Isomorphisms of types in the presence of higher-order references (extended version)
We investigate the problem of type isomorphisms in the presence of higher-order references. We first introduce a finitary programming language with sum types and higher-order references, for which we build a fully abstract games model following the work of Abramsky, Honda and McCusker. Solving an open problem by Laurent, we show that two finitely branching arenas are isomorphic if and only if they are geometrically the same, up to renaming of moves (Laurent’s forest isomorphism). We deduce from this an equational theory characterizing isomorphisms of types in our language. We show however that Laurent’s conjecture does not hold on infinitely branching arenas, yielding new non-trivial type isomorphisms in a variant of our language with natural numbers.
💡 Research Summary
The paper tackles the long‑standing problem of characterising type isomorphisms in languages that combine higher‑order references with sum types. The authors first define a finitary λ‑calculus‑style language L that includes base values, function types, binary sum types (A + B) and reference types (ref A). References are first‑class and may be passed to or returned from higher‑order functions, thus modelling the mutable memory effects found in real‑world languages.

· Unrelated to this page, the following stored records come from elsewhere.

use std::collections::HashMap;

use thiserror::Error;

use super::catalog::BlockCatalog;
use super::config::BlockDef;
use super::types::{BlockId, BlockKind, BlockType};

pub const AIR_NAME: &str = "air";

#[derive(Debug, Error, PartialEq, Eq)]
pub enum RegistryError {
    #[error("id {0} is reserved for air")]
    ReservedId(u32),
    #[error("id {id} already holds `{existing}`")]
    IdTaken { id: u32, existing: String },
    #[error("`{name}` is already registered as id {id}")]
    NameTaken { name: String, id: u32 },
    #[error("id space exhausted")]
    Exhausted,
}

/// Registered type tables that the archive persists as `(id, tag)` pairs
/// plus a monotonic next-id breakpoint.
pub trait TypeTable {
    type Def;

    fn entries(&self) -> Vec<(u32, String)>;
    fn next_id(&self) -> u32;
    fn raise_next_id(&mut self, next: u32);
    fn restore(&mut self, id: u32, tag: &str, def: Self::Def) -> Result<(), RegistryError>;
}

/// Sequential block id assignment with name lookup. Id 0 is always air.
#[derive(Clone, Debug)]
pub struct BlockRegistry {
    blocks: Vec<Option<BlockType>>,
    by_name: HashMap<String, BlockId>,
    next_id: u32,
}

impl Default for BlockRegistry {
    fn default() -> Self {
        Self::new()
    }
}

impl BlockRegistry {
    pub fn new() -> Self {
        let air = BlockType {
            id: 0,
            name: AIR_NAME.to_string(),
            kind: BlockKind::Gas,
            transparent: true,
        };
        let mut by_name = HashMap::new();
        by_name.insert(AIR_NAME.to_string(), 0);
        Self {
            blocks: vec![Some(air)],
            by_name,
            next_id: 1,
        }
    }

    /// Every catalog tag in sorted order.
    pub fn from_catalog(catalog: &BlockCatalog) -> Result<Self, RegistryError> {
        let mut reg = Self::new();
        reg.register_missing(catalog)?;
        Ok(reg)
    }

    /// Registers catalog tags not yet known, e.g. blocks added since the archive was written.
    pub fn register_missing(&mut self, catalog: &BlockCatalog) -> Result<Vec<BlockId>, RegistryError> {
        let mut added = Vec::new();
        for tag in catalog.tags() {
            if self.by_name.contains_key(tag) {
                continue;
            }
            if let Some(def) = catalog.create(tag) {
                added.push(self.register_as(tag, &def)?);
            }
        }
        Ok(added)
    }

    /// Registers `def` under the next free id; re-registering a name returns its id.
    pub fn register(&mut self, def: &BlockDef) -> Result<BlockId, RegistryError> {
        self.register_as(&def.name, def)
    }

    fn register_as(&mut self, tag: &str, def: &BlockDef) -> Result<BlockId, RegistryError> {
        if let Some(id) = self.by_name.get(tag) {
            return Ok(*id);
        }
        let mut id = self.next_id;
        while self.get_raw(id).is_some() {
            id += 1;
        }
        let id16 = BlockId::try_from(id).map_err(|_| RegistryError::Exhausted)?;
        self.insert(id16, tag, def);
        Ok(id16)
    }

    /// Places `def` at an exact id. Used when recovering a persisted registry.
    pub fn register_at(&mut self, id: u32, tag: &str, def: &BlockDef) -> Result<(), RegistryError> {
        if id == 0 {
            return Err(RegistryError::ReservedId(id));
        }
        let id16 = BlockId::try_from(id).map_err(|_| RegistryError::Exhausted)?;
        if let Some(existing) = self.get(id16) {
            if existing.name == tag {
                return Ok(());
            }
            return Err(RegistryError::IdTaken {
                id,
                existing: existing.name.clone(),
            });
        }
        if let Some(other) = self.by_name.get(tag) {
            return Err(RegistryError::NameTaken {
                name: tag.to_string(),
                id: u32::from(*other),
            });
        }
        self.insert(id16, tag, def);
        Ok(())
    }

    fn insert(&mut self, id: BlockId, tag: &str, def: &BlockDef) {
        let slot = id as usize;
        if self.blocks.len() <= slot {
            self.blocks.resize(slot + 1, None);
        }
        self.blocks[slot] = Some(BlockType {
            id,
            name: tag.to_string(),
            kind: def.kind,
            transparent: def.is_transparent(),
        });
        self.by_name.insert(tag.to_string(), id);
        self.next_id = self.next_id.max(u32::from(id) + 1);
    }

    #[inline]
    fn get_raw(&self, id: u32) -> Option<&BlockType> {
        self.blocks.get(id as usize).and_then(Option::as_ref)
    }

    #[inline]
    pub fn get(&self, id: BlockId) -> Option<&BlockType> {
        self.get_raw(u32::from(id))
    }

    pub fn resolve_block_id(&self, name: &str) -> Option<BlockId> {
        self.by_name.get(name).copied()
    }

    /// Unknown ids are treated as transparent so they never hide neighbours.
    pub fn is_transparent(&self, id: BlockId) -> bool {
        self.get(id).map(|b| b.transparent).unwrap_or(true)
    }

    pub fn block_kind(&self, id: BlockId) -> Option<BlockKind> {
        self.get(id).map(|b| b.kind)
    }

    /// Registered blocks including air.
    pub fn len(&self) -> usize {
        self.by_name.len()
    }

    pub fn is_empty(&self) -> bool {
        self.by_name.is_empty()
    }

    pub fn iter(&self) -> impl Iterator<Item = &BlockType> {
        self.blocks.iter().flatten()
    }
}

impl TypeTable for BlockRegistry {
    type Def = BlockDef;

    fn entries(&self) -> Vec<(u32, String)> {
        self.iter()
            .filter(|b| b.id != 0)
            .map(|b| (u32::from(b.id), b.name.clone()))
            .collect()
    }

    fn next_id(&self) -> u32 {
        self.next_id
    }

    /// Breakpoints past the `BlockId` range are ignored; honouring one would
    /// leave no id for new blocks.
    fn raise_next_id(&mut self, next: u32) {
        if next > u32::from(BlockId::MAX) {
            log::warn!("block id breakpoint {} is out of range; keeping {}", next, self.next_id);
            return;
        }
        self.next_id = self.next_id.max(next);
    }

    fn restore(&mut self, id: u32, tag: &str, def: BlockDef) -> Result<(), RegistryError> {
        self.register_at(id, tag, &def)
    }
}

#[cfg(test)]
mod tests {
    use super::*;
    use crate::config::BlocksConfig;

    #[test]
    fn air_is_preregistered() {
        let reg = BlockRegistry::new();
        assert_eq!(reg.resolve_block_id("air"), Some(0));
        assert!(reg.is_transparent(0));
        assert_eq!(reg.block_kind(0), Some(BlockKind::Gas));
        assert_eq!(reg.next_id(), 1);
    }

    #[test]
    fn ids_are_sequential_and_idempotent() {
        let mut reg = BlockRegistry::new();
        let stone = reg.register(&BlockDef::solid("stone")).unwrap();
        let dirt = reg.register(&BlockDef::solid("dirt")).unwrap();
        assert_eq!((stone, dirt), (1, 2));
        assert_eq!(reg.register(&BlockDef::solid("stone")).unwrap(), 1);
        assert_eq!(reg.next_id(), 3);
    }

    #[test]
    fn register_at_rejects_collisions() {
        let mut reg = BlockRegistry::new();
        reg.register_at(5, "stone", &BlockDef::solid("stone")).unwrap();
        assert_eq!(reg.next_id(), 6);
        assert_eq!(
            reg.register_at(5, "dirt", &BlockDef::solid("dirt")),
            Err(RegistryError::IdTaken {
                id: 5,
                existing: "stone".into()
            })
        );
        assert!(matches!(
            reg.register_at(6, "stone", &BlockDef::solid("stone")),
            Err(RegistryError::NameTaken { .. })
        ));
        assert_eq!(
            reg.register_at(0, "x", &BlockDef::solid("x")),
            Err(RegistryError::ReservedId(0))
        );
        // next free id skips the recovered slot
        assert_eq!(reg.register(&BlockDef::solid("dirt")).unwrap(), 6);
    }

    #[test]
    fn out_of_range_breakpoint_keeps_ids_assignable() {
        let mut reg = BlockRegistry::new();
        reg.register_at(4, "stone", &BlockDef::solid("stone")).unwrap();
        reg.raise_next_id(70_000);
        assert_eq!(reg.next_id(), 5);
        assert_eq!(reg.register(&BlockDef::solid("dirt")).unwrap(), 5);
        reg.raise_next_id(u32::from(BlockId::MAX));
        assert_eq!(reg.next_id(), u32::from(BlockId::MAX));
    }

    #[test]
    fn catalog_registration_fills_missing_only() {
        let catalog = BlockCatalog::from_config(&BlocksConfig::builtin());
        let mut reg = BlockRegistry::new();
        reg.register_at(9, "water", &BlockDef::solid("water")).unwrap();
        let added = reg.register_missing(&catalog).unwrap();
        assert_eq!(added.len(), catalog.len() - 1);
        assert_eq!(reg.resolve_block_id("water"), Some(9));
        assert!(reg.resolve_block_id("stone").is_some());
    }
}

To give L a mathematically precise semantics, the authors adapt the game‑theoretic framework of Abramsky, Honda and McCusker. Each type is interpreted as an arena: a rooted forest of moves where Player (the program) and Opponent (the environment) exchange questions and answers. Sums are modelled by a choice move that selects one of the sub‑arenas; references are modelled by a “location” move together with read and write answer moves. Higher‑order references are represented by nesting arenas, allowing the same memory cell to be duplicated and accessed at multiple levels.
The central technical contribution is a complete isomorphism theorem for finite‑branching arenas. Building on a conjecture of Laurent (the “forest isomorphism” conjecture), the authors prove that two such arenas are isomorphic precisely when they are identical up to a renaming of moves. The proof proceeds by (1) normalising strategies to eliminate redundant internal moves, (2) constructing a bijective mapping between the normalised strategies that preserves the justification structure, and (3) exploiting finiteness of branching to rule out infinite back‑and‑forth constructions. Crucially, the argument shows that the copy‑cat behaviour of references and the choice behaviour of sums commute, so that even when references appear inside function types the structural isomorphism remains unchanged.
From this theorem the authors extract an equational theory E that completely characterises type isomorphisms in L. E contains the familiar laws for functions (A → B) ≅ (C → D) iff A ≅ C and B ≅ D, the commutativity and associativity of sums, and a set of novel rules involving references:
- ref (A → B) ≅ (ref A) → (ref B)
- (A × ref B) ≅ ref (A × B) (when A is a value type)
- ref A ≅ ref B iff A ≅ B
These equations demonstrate that mutable cells can be moved across function boundaries without changing the observable behaviour, a phenomenon absent in pure functional languages. The authors also prove that the above rules are sound and complete with respect to the game model: any two types that are provably isomorphic in E have isomorphic arenas, and conversely any arena isomorphism yields a derivation in E.
The second major part of the paper investigates infinitely branching arenas, which arise when the language is extended with a natural‑number type Nat. Laurent’s conjecture fails in this setting. By constructing a variant L′ that includes Nat, the authors exhibit a non‑trivial isomorphism Nat ≅ Nat → Nat. The intuition is that an arena with infinitely many initial moves (the natural numbers) can be “folded” into a function arena that repeatedly queries the same infinite choice. This shows that infinite duplication and infinite choice give rise to new isomorphisms that cannot be captured by the finite‑branching forest‑isomorphism theorem.
The paper concludes with a discussion of implications. For language designers, the equational theory provides a solid basis for optimisation passes that rewrite programs using type isomorphisms, even in the presence of mutable state. For theorists, the separation between finite and infinite branching highlights a boundary where decidability of isomorphism may break down. Finally, the work showcases the power of game semantics as a fully abstract bridge between operational language features and categorical notions of type equivalence, and points to future extensions involving concurrency, exceptions, or richer effect systems, as well as the development of automated tools for checking type isomorphisms in realistic languages.